**Record extracts:**
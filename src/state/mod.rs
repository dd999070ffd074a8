//! Session state orchestration.
//!
//! One `Session` holds everything the presentation layer renders. Each
//! operation awaits a remote collaborator, then folds the outcome into the
//! session and notifies observers.
//!
//! ## Structure
//!
//! - `session` - The shared container, lifecycle and notification slots
//! - `connection` - Database connect, probe and test
//! - `ai` - AI connection registry and selection
//! - `query` - Prompt submission and query execution
//! - `history` - Server-side query history
//! - `signal` - Busy accounting and change events

mod ai;
mod connection;
mod history;
mod query;
mod session;
mod signal;

#[cfg(test)]
pub(crate) mod testing;

pub use connection::ConnectionTest;
pub use query::QueryPhase;
pub use session::{Collaborators, Session, SessionSnapshot};
pub use signal::{ConcurrencyPolicy, OperationKind, SessionEvent};
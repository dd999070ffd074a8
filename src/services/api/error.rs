//! Normalized collaborator failures.

use serde::Deserialize;
use serde_json::Value;

/// A failed call to the remote collaborator.
///
/// `Display` yields the single human-readable line shown to the user.
#[derive(Debug, Clone, PartialEq, Eq, thiserror::Error)]
pub enum ApiError {
    /// The server explained the failure in a `detail` field
    #[error("{0}")]
    Detail(String),
    /// The server explained the failure in a `message` field
    #[error("{0}")]
    Message(String),
    /// A non-success status with no explanation in the body
    #[error("Error: {0}")]
    Status(u16),
    /// The body was neither the expected payload nor an error payload
    #[error("Unexpected response from server")]
    UnexpectedResponse { body: String },
    /// The request was sent but no response arrived in time
    #[error("Server did not respond")]
    Unresponsive,
    /// The request could not be sent
    #[error("{0}")]
    Transport(String),
}

/// Error body shapes produced by the server
#[derive(Debug, Deserialize)]
pub(crate) struct ErrorPayload {
    #[serde(default)]
    pub detail: Option<Value>,
    #[serde(default)]
    pub message: Option<String>,
}

impl ErrorPayload {
    pub(crate) fn parse(body: &str) -> Option<Self> {
        serde_json::from_str(body).ok()
    }

    /// The `detail` field as an error, if present
    pub(crate) fn detail_error(&self) -> Option<ApiError> {
        self.detail.as_ref().map(|detail| {
            ApiError::Detail(match detail {
                Value::String(s) => s.clone(),
                other => other.to_string(),
            })
        })
    }
}

const MAX_BODY_PREVIEW: usize = 512;

impl ApiError {
    /// Build the error for a body that did not match the expected payload
    pub(crate) fn from_body(body: &str) -> Self {
        let payload = ErrorPayload::parse(body);
        if let Some(err) = payload.as_ref().and_then(ErrorPayload::detail_error) {
            return err;
        }
        match payload.and_then(|p| p.message) {
            Some(message) => ApiError::Message(message),
            None => ApiError::UnexpectedResponse {
                body: preview(body),
            },
        }
    }

    /// Build the error for a non-success status: `detail`, then `message`,
    /// then the status code itself
    pub(crate) fn from_status(status: u16, body: &str) -> Self {
        match ApiError::from_body(body) {
            ApiError::UnexpectedResponse { .. } => ApiError::Status(status),
            err => err,
        }
    }

    /// Build the error for a body that is not valid UTF-8
    pub(crate) fn from_bytes(bytes: &[u8]) -> Self {
        ApiError::UnexpectedResponse {
            body: preview(&String::from_utf8_lossy(bytes)),
        }
    }
}

fn preview(body: &str) -> String {
    body.chars().take(MAX_BODY_PREVIEW).collect()
}
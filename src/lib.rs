//! Session core for a natural-language-to-SQL client.
//!
//! The crate keeps the state a front end renders (database connectivity,
//! configured AI connections, query history, notifications) and drives the
//! remote service that connects to databases, generates SQL and runs it.

pub mod config;
pub mod services;
pub mod state;

pub use config::AppConfig;
pub use services::{ApiClient, ApiError, Preferences};
pub use state::{ConcurrencyPolicy, Session, SessionEvent, SessionSnapshot};
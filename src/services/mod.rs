pub mod api;
pub mod preferences;

pub use api::*;
pub use preferences::Preferences;
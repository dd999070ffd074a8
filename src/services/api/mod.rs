//! Remote collaborator interface.
//!
//! This module provides:
//! - `DatabaseApi`, `AiApi`, `HistoryApi` - The seams the session talks through
//! - `client` - `ApiClient`, the HTTP implementation of all three
//! - `error` - `ApiError`, normalized collaborator failures
//! - `types` - Domain and wire types

mod client;
mod error;
mod types;

use async_trait::async_trait;

pub use client::ApiClient;
pub use error::ApiError;
pub use types::{
    AiConnection, CellValue, DatabaseSchema, GenerateSqlRequest, GeneratedQuery, HistoryItem,
    NewAiConnection, QueryResult, RecordId, Row, ServiceKind, ValidationError,
};

/// Database connectivity and query execution
#[async_trait]
pub trait DatabaseApi: Send + Sync {
    /// Open the server-side connection described by `connection_string`
    async fn connect(&self, connection_string: &str) -> Result<(), ApiError>;

    /// Probe a connection string without keeping the connection
    async fn test_connection(&self, connection_string: &str) -> Result<bool, ApiError>;

    /// Schema of the currently connected database
    async fn schema(&self) -> Result<DatabaseSchema, ApiError>;

    async fn execute(&self, sql: &str) -> Result<QueryResult, ApiError>;
}

/// SQL generation and AI connection configuration
#[async_trait]
pub trait AiApi: Send + Sync {
    async fn generate_sql(&self, request: &GenerateSqlRequest) -> Result<GeneratedQuery, ApiError>;

    async fn list_connections(&self) -> Result<Vec<AiConnection>, ApiError>;
}

/// Persisted prompt history
#[async_trait]
pub trait HistoryApi: Send + Sync {
    async fn list(&self) -> Result<Vec<HistoryItem>, ApiError>;

    async fn add(&self, item: &HistoryItem) -> Result<(), ApiError>;

    async fn delete(&self, id: &RecordId) -> Result<(), ApiError>;

    async fn clear(&self) -> Result<(), ApiError>;
}
//! Error types for chathub-core

use thiserror::Error;

/// Result type alias using chathub-core Error
pub type Result<T> = std::result::Result<T, Error>;

/// Errors surfaced by the state engine
#[derive(Error, Debug)]
pub enum Error {
    /// No conversation with this id
    #[error("Conversation not found: {0}")]
    ConversationNotFound(String),

    /// No project with this id
    #[error("Project not found: {0}")]
    ProjectNotFound(String),

    /// No connection with this id
    #[error("Connection not found: {0}")]
    ConnectionNotFound(String),

    /// A response is already being generated for this conversation
    #[error("A response is already in progress for conversation {0}")]
    SendInFlight(String),

    /// The model backend failed (network, server, protocol)
    #[error("{0}")]
    Backend(String),

    /// The sync transport failed
    #[error("Sync error: {0}")]
    Sync(String),

    /// An import payload was rejected as a whole
    #[error("Invalid chat history: {0}")]
    Import(String),

    /// Filesystem error while reading or writing a snapshot
    #[error("I/O error: {0}")]
    Io(#[from] std::io::Error),

    /// Snapshot or payload (de)serialization failed
    #[error("JSON error: {0}")]
    Json(#[from] serde_json::Error),
}

impl Error {
    /// Create a backend error from anything printable
    pub fn backend(message: impl std::fmt::Display) -> Self {
        Self::Backend(message.to_string())
    }
}
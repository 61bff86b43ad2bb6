//! Conversation commands: /list, /switch, /title, /params, /info

use super::CommandResult;
use crate::utils::{format_age, short_id, truncate_chars};
use chathub_core::{AppState, MessageRole, ModelParameters, Store};
use chrono::{DateTime, Utc};

pub struct ConversationCommand;

impl ConversationCommand {
    /// One line per conversation, most recent first, active one starred
    pub fn list_text(state: &AppState, active: Option<&str>, now: DateTime<Utc>) -> String {
        if state.conversations.is_empty() {
            return "No conversations yet.".to_string();
        }

        let mut conversations: Vec<_> = state.conversations.iter().collect();
        conversations.sort_by(|a, b| b.updated_at.cmp(&a.updated_at));

        let mut output = String::new();
        for c in conversations {
            let marker = if Some(c.id.as_str()) == active { "*" } else { " " };
            output.push_str(&format!(
                "{} {}  {}  ({} messages, {}, {})\n",
                marker,
                short_id(&c.id),
                truncate_chars(&c.title, 40),
                c.messages.len(),
                c.model_name,
                format_age(c.updated_at, now)
            ));
        }
        output.pop();
        output
    }

    pub fn switch(args: &str, store: &Store) -> CommandResult {
        if args.is_empty() {
            return CommandResult::Message("Usage: /switch <id>".to_string());
        }
        match store.read(|state| state.find_conversation(args).map(|c| c.id.clone())) {
            Some(id) => CommandResult::Switch(id),
            None => CommandResult::Message(format!("No single conversation matches '{}'", args)),
        }
    }

    pub fn rename(args: &str, store: &Store, active: Option<&str>) -> CommandResult {
        let Some(id) = active else {
            return no_conversation();
        };
        if args.is_empty() {
            return CommandResult::Message("Usage: /title <text>".to_string());
        }
        match store.rename_conversation(id, args) {
            Ok(()) => CommandResult::Message(format!("Renamed to \"{}\"", args)),
            Err(e) => CommandResult::Message(e.to_string()),
        }
    }

    pub fn params(args: &str, store: &Store, active: Option<&str>) -> CommandResult {
        let Some(id) = active else {
            return no_conversation();
        };
        let Some(parameters) = ModelParameters::preset(args) else {
            return CommandResult::Message(
                "Usage: /params <balanced|creative|precise|code>".to_string(),
            );
        };
        let summary = format!(
            "temperature {}, top_k {}, top_p {}",
            parameters.temperature,
            parameters.top_k.map(|k| k.to_string()).unwrap_or_else(|| "-".into()),
            parameters.top_p.map(|p| p.to_string()).unwrap_or_else(|| "-".into()),
        );
        match store.set_parameters(id, parameters) {
            Ok(()) => CommandResult::Message(format!("Using {} preset ({})", args.to_lowercase(), summary)),
            Err(e) => CommandResult::Message(e.to_string()),
        }
    }

    pub fn info(store: &Store, active: Option<&str>) -> CommandResult {
        let Some(conversation) = active.and_then(|id| store.conversation(id)) else {
            return no_conversation();
        };

        let count = |role: MessageRole| {
            conversation
                .messages
                .iter()
                .filter(|m| m.role == role)
                .count()
        };
        let tokens: u32 = conversation
            .messages
            .iter()
            .filter_map(|m| m.token_count)
            .sum();

        let mut output = String::from("Conversation Info\n");
        output.push_str(&"-".repeat(40));
        output.push('\n');
        output.push_str(&format!("Title:       {}\n", conversation.title));
        output.push_str(&format!("Id:          {}\n", conversation.id));
        output.push_str(&format!("Model:       {}\n", conversation.model_name));
        output.push_str(&format!(
            "Parameters:  temperature {}\n",
            conversation.parameters.temperature
        ));
        if let Some(prompt) = &conversation.system_prompt {
            output.push_str(&format!("System:      {}\n", truncate_chars(prompt, 60)));
        }
        output.push_str(&format!(
            "Messages:    {} ({} user, {} assistant)\n",
            conversation.messages.len(),
            count(MessageRole::User),
            count(MessageRole::Assistant)
        ));
        output.push_str(&format!("Tokens:      {}\n", tokens));
        output.push_str(&format!(
            "Created:     {}",
            conversation.created_at.format("%Y-%m-%d %H:%M")
        ));
        CommandResult::Message(output)
    }
}

fn no_conversation() -> CommandResult {
    CommandResult::Message("No active conversation. Start one with /new".to_string())
}

#[cfg(test)]
mod tests {
    use super::*;

    #[test]
    fn test_list_orders_by_recency() {
        let store = Store::default();
        let first = store.create_conversation("llama3", None).unwrap();
        let second = store.create_conversation("llama3", None).unwrap();
        store.rename_conversation(&first, "Older but edited").unwrap();

        let text = store.read(|s| ConversationCommand::list_text(s, Some(&second), Utc::now()));
        let lines: Vec<&str> = text.lines().collect();
        assert_eq!(lines.len(), 2);
        assert!(lines[0].contains("Older but edited"));
        assert!(lines[1].starts_with(&format!("* {}", short_id(&second))));
        assert!(lines[1].contains("(0 messages, llama3, just now)"));

        let empty = Store::default();
        assert_eq!(
            empty.read(|s| ConversationCommand::list_text(s, None, Utc::now())),
            "No conversations yet."
        );
    }

    #[test]
    fn test_switch_by_prefix() {
        let store = Store::default();
        let id = store.create_conversation("llama3", None).unwrap();
        assert_eq!(
            ConversationCommand::switch(&id[..8], &store),
            CommandResult::Switch(id.clone())
        );
        assert!(matches!(
            ConversationCommand::switch("zzzz", &store),
            CommandResult::Message(_)
        ));
    }

    #[test]
    fn test_params_preset() {
        let store = Store::default();
        let id = store.create_conversation("llama3", None).unwrap();

        let result = ConversationCommand::params("Creative", &store, Some(&id));
        assert!(matches!(result, CommandResult::Message(m) if m.starts_with("Using creative preset")));
        assert_eq!(
            store.conversation(&id).unwrap().parameters,
            ModelParameters::creative()
        );

        assert!(matches!(
            ConversationCommand::params("wild", &store, Some(&id)),
            CommandResult::Message(m) if m.starts_with("Usage")
        ));
        assert!(matches!(
            ConversationCommand::params("code", &store, None),
            CommandResult::Message(m) if m.starts_with("No active conversation")
        ));
    }

    #[test]
    fn test_info() {
        let store = Store::default();
        let id = store.create_conversation("llama3", None).unwrap();
        store.rename_conversation(&id, "Bread").unwrap();
        let CommandResult::Message(text) = ConversationCommand::info(&store, Some(&id)) else {
            panic!("expected message");
        };
        assert!(text.contains("Title:       Bread"));
        assert!(text.contains("Messages:    0 (0 user, 0 assistant)"));
    }
}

**To do:**
Check each line of the entries above for the word "explained". List the ones that have it.

**Output for this task:**
    /// The server explained the failure in a `detail` field
    /// The server explained the failure in a `message` field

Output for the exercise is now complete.